Agencia Reforma / Europa Press
Río de Janeiro / Madrid
El presidente Luiz Inácio Lula da Silva aseveró que ningún “gringo” le dará órdenes, en referencia a los aranceles de Donald Trump de hasta el 50 por ciento a productos brasileños.
Lula calificó la medida como una afrenta a la soberanía nacional y prometió tomar represalias imponiendo impuestos a las empresas digitales estadunidenses.
“Brasil tiene 201 años de relaciones diplomáticas con Estados Unidos y un déficit comercial de 410 mil millones en 15 años. No aceptamos que el presidente envíe un correo electrónico diciendo que, si no liberamos a Bolsonaro, aplicará un arancel del 50 por ciento. Responderemos como demócratas: no aceptamos que nadie interfiera en nuestros asuntos internos”, afirmó.
“Ningún ‘gringo’ dará órdenes al presidente de Brasil”.
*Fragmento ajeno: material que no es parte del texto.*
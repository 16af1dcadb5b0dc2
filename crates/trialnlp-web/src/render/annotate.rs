//! Inline entity highlighting for trial text.

use sha2::{Digest, Sha256};

use trialnlp_common::EntityMention;

use super::escape;

const TEXT_COLOR: &str = "#111111";

/// (background, border) for the three core label groups.
fn fixed_colors(label: &str) -> Option<(&'static str, &'static str)> {
    match label {
        "DISEASE" => Some(("#ffe3e3", "#d62728")),
        "DRUG" => Some(("#e3efff", "#1f77b4")),
        "GENE_PROTEIN" => Some(("#e6ffe6", "#2ca02c")),
        _ => None,
    }
}

const OTHER_PALETTE: [(&str, &str); 8] = [
    ("#fff3cd", "#b8860b"),
    ("#f3e5ff", "#6f42c1"),
    ("#e7f7ff", "#0aa2c0"),
    ("#ffe6f2", "#c2185b"),
    ("#e9ecef", "#495057"),
    ("#e8f5e9", "#1b5e20"),
    ("#fce4ec", "#ad1457"),
    ("#e3f2fd", "#1565c0"),
];

/// Palette slot derived from a hash of the label, stable across runs.
fn stable_bucket(label: &str, n: usize) -> usize {
    let digest = Sha256::digest(label.as_bytes());
    let head = u32::from_be_bytes([digest[0], digest[1], digest[2], digest[3]]);
    head as usize % n
}

pub fn colors_for_label(label: &str) -> (&'static str, &'static str) {
    let label = label.trim().to_uppercase();
    let label = if label.is_empty() { "ENTITY".to_string() } else { label };
    fixed_colors(&label).unwrap_or_else(|| OTHER_PALETTE[stable_bucket(&label, OTHER_PALETTE.len())])
}

/// Render `text` with the given mentions highlighted.
///
/// Spans outside the text or off a char boundary are ignored. Spans are
/// ordered by start (longest first), capped at `max_entities`, and any span
/// overlapping an earlier kept one is skipped.
pub fn annotate_text_html<'a, I>(text: &str, mentions: I, show_tag: bool, max_entities: usize) -> String
where
    I: IntoIterator<Item = &'a EntityMention>,
{
    if text.is_empty() {
        return "<div></div>".to_string();
    }
    let plain = || format!(r#"<div class="annotated">{}</div>"#, escape(text));

    let mut spans: Vec<(usize, usize, String)> = mentions
        .into_iter()
        .filter(|m| {
            m.end > m.start
                && m.end <= text.len()
                && text.is_char_boundary(m.start)
                && text.is_char_boundary(m.end)
        })
        .map(|m| (m.start, m.end, m.label_group.as_str().to_uppercase()))
        .collect();
    if spans.is_empty() {
        return plain();
    }

    spans.sort_by(|a, b| a.0.cmp(&b.0).then_with(|| b.1.cmp(&a.1)));
    spans.truncate(max_entities);

    let mut out = String::from(r#"<div class="annotated">"#);
    let mut cursor = 0;
    for (start, end, label) in spans {
        if start < cursor {
            continue;
        }
        out.push_str(&escape(&text[cursor..start]));

        let (bg, border) = colors_for_label(&label);
        let tag = if show_tag {
            format!(
                r#"<span class="entity-tag" style="border:1px solid {border}; color:{border};">{}</span>"#,
                escape(&label)
            )
        } else {
            String::new()
        };
        out.push_str(&format!(
            r#"<span class="entity" style="background:{bg}; border-bottom:2px solid {border}; color:{TEXT_COLOR};">{}{}</span>"#,
            escape(&text[start..end]),
            tag
        ));
        cursor = end;
    }
    out.push_str(&escape(&text[cursor..]));
    out.push_str("</div>");
    out
}
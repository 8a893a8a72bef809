//! Contract Test: Sync Engine
//!
//! Verifies the populate → diff → apply loop against an in-memory provider.
//!
//! Constraints verified:
//! - A synced zone plans zero changes on the next pass
//! - Dry runs never reach apply()
//! - Unsupported and policy-excluded records never reach a plan, on
//!   either side of the diff
//! - Changes reach the provider as Creates → Updates → Deletes
//!
//! If this test fails, convergence is broken.

mod common;

use common::*;
use zonesync_core::{EngineConfig, RecordPolicy, RecordType, SyncEngine, Zone};

fn build_engine(provider: MockZoneProvider, dry_run: bool) -> SyncEngine {
    SyncEngine::new(Box::new(provider), EngineConfig { dry_run })
}

#[tokio::test]
async fn sync_converges_and_is_idempotent() {
    let provider = MockZoneProvider::new();
    let engine = build_engine(MockZoneProvider::sharing_state_with(&provider), false);

    let report = engine.sync(&desired_zone()).await.expect("first sync succeeds");
    assert_eq!(report.planned, 3);
    assert_eq!(report.applied, 3);
    assert_eq!(provider.stored().unwrap(), desired_zone());

    // Second pass against the converged provider
    let report = engine.sync(&desired_zone()).await.expect("second sync succeeds");
    assert_eq!(report.planned, 0);
    assert_eq!(report.applied, 0);
    assert_eq!(
        provider.apply_call_count(),
        1,
        "an empty plan must never be sent to the provider"
    );
}

#[tokio::test]
async fn dry_run_never_applies() {
    let provider = MockZoneProvider::new();
    let engine = build_engine(MockZoneProvider::sharing_state_with(&provider), true);

    let report = engine.sync(&desired_zone()).await.unwrap();

    assert_eq!(report.planned, 3);
    assert_eq!(report.applied, 0);
    assert_eq!(provider.populate_call_count(), 1);
    assert_eq!(provider.apply_call_count(), 0);
    assert!(provider.stored().is_none());
}

#[tokio::test]
async fn changes_are_applied_creates_updates_deletes() {
    let existing = Zone::with_records(
        ZONE,
        [
            a_record("", 300, &[[1, 2, 3, 4]]),
            a_record("old", 300, &[[9, 9, 9, 9]]),
        ],
    )
    .unwrap();
    let provider = MockZoneProvider::holding(existing);
    let engine = build_engine(MockZoneProvider::sharing_state_with(&provider), false);

    let report = engine.sync(&desired_zone()).await.unwrap();

    assert_eq!(report.applied, 4);
    assert_eq!(
        provider.applied_kinds(),
        vec!["Create", "Create", "Update", "Delete"]
    );
    assert_eq!(provider.stored().unwrap(), desired_zone());
}

#[tokio::test]
async fn unsupported_types_are_left_out() {
    let provider = MockZoneProvider::new().with_supported(vec![RecordType::A]);
    let engine = build_engine(MockZoneProvider::sharing_state_with(&provider), false);

    let plan = engine.plan(&desired_zone()).await.unwrap();

    assert_eq!(plan.len(), 2);
    assert!(plan.changes().iter().all(|c| c.record().record_type() == RecordType::A));
    assert_eq!(plan.desired().len(), 2, "TXT is filtered from the desired side too");
}

#[tokio::test]
async fn root_ns_is_provider_owned_by_default() {
    let existing = Zone::with_records(ZONE, [ns_record("", &["ns11.constellix.com."])]).unwrap();
    let provider = MockZoneProvider::holding(existing.clone());
    let engine = build_engine(MockZoneProvider::sharing_state_with(&provider), false);

    // Desired zone does not mention the apex NS: nothing to delete
    let plan = engine.plan(&Zone::new(ZONE).unwrap()).await.unwrap();
    assert!(plan.is_empty());
    assert_eq!(plan.existing().len(), 0, "apex NS is filtered from the existing side");

    let managed = MockZoneProvider::holding(existing).with_policy(RecordPolicy {
        manage_root_ns: true,
        excluded_types: Vec::new(),
    });
    let engine = engine_for(managed);
    let plan = engine.plan(&Zone::new(ZONE).unwrap()).await.unwrap();
    assert_eq!(plan.len(), 1);
    assert_eq!(plan.changes()[0].kind(), "Delete");
}

#[tokio::test]
async fn excluded_types_are_left_out() {
    let provider = MockZoneProvider::new().with_policy(RecordPolicy {
        manage_root_ns: false,
        excluded_types: vec![RecordType::Txt],
    });
    let engine = engine_for(provider);

    let plan = engine.plan(&desired_zone()).await.unwrap();

    assert_eq!(plan.len(), 2);
    assert!(!plan.exists());
}

fn engine_for(provider: MockZoneProvider) -> SyncEngine {
    build_engine(provider, false)
}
Por su parte, Trump elogió ayer al exmandatario brasileño Jair Bolsonaro, al que ha calificado como “líder muy respetado y fuerte”, en una carta en la que ha manifestado que “espera” que se cancele el juicio contra el ultraderechista por golpe de Estado, extremo que ha motivado parcialmente los aranceles del 50 por ciento anunciados recientemente por Washington.
“No me sorprende verle a la cabeza de las encuestas; usted fue un líder muy respetado y fuerte que sirvió bien a su país. Comparto su compromiso de escuchar la voz del pueblo y me preocupan mucho los ataques a la libertad de expresión –tanto en Brasil como en Estados Unidos– que provienen del gobierno actual”, ha declarado el inquilino de la Casa Blanca.
En la misiva, dirigida a su aliado y difundida por ambos en sus respectivas cuentas de redes sociales, Trump ha vuelto a denunciar lo que considera como “terrible trato (…) de un sistema injusto” a Bolsonaro, en alusión al juicio que enfrenta por liderar la organización criminal detrás del intento de golpe de Estado perpetrado en enero de 2023 tras la victoria electoral del presidente actual, Luiz Inácio Lula da Silva. “¡Este juicio debe terminar inmediatamente!”, reiteró el mandatario estadunidense.
Por otro lado, el Tribunal Supremo de Brasil ratificó gran parte del decreto impulsado por el presidente Luiz Inácio Lula da Silva que aumentaba los impuestos a las transacciones financieras, el llamado impuesto IOF, un documento que había sido anulado por el Congreso de los Diputados en junio.
La decisión, dictada por el juez del Tribunal Supremo, Alexandre de Moraes, a última hora del miércoles, restablece la mayor parte del decreto. Moraes anuló solo una medida relacionada con el gravamen de las operaciones de financiación de la cadena de suministro conocidas como “forfait”.
El ministerio de Hacienda de Brasil había previsto inicialmente unos ingresos de 12 mil millones de reales (mil 850 millones de euros) este año y 31 mil millones de reales en 2026 (4 mil 779 millones de euros) por el aumento del impuesto IOF. Con la sentencia del tribunal, la institución ha recortado esas cantidades en 450 millones de reales en 2025 (69 millones de euros) y 3 mil 500 millones de reales en 2026 (539 millones de euros).
Lula y el Congreso acumulan meses de peleas internas en torno al impuesto IOF.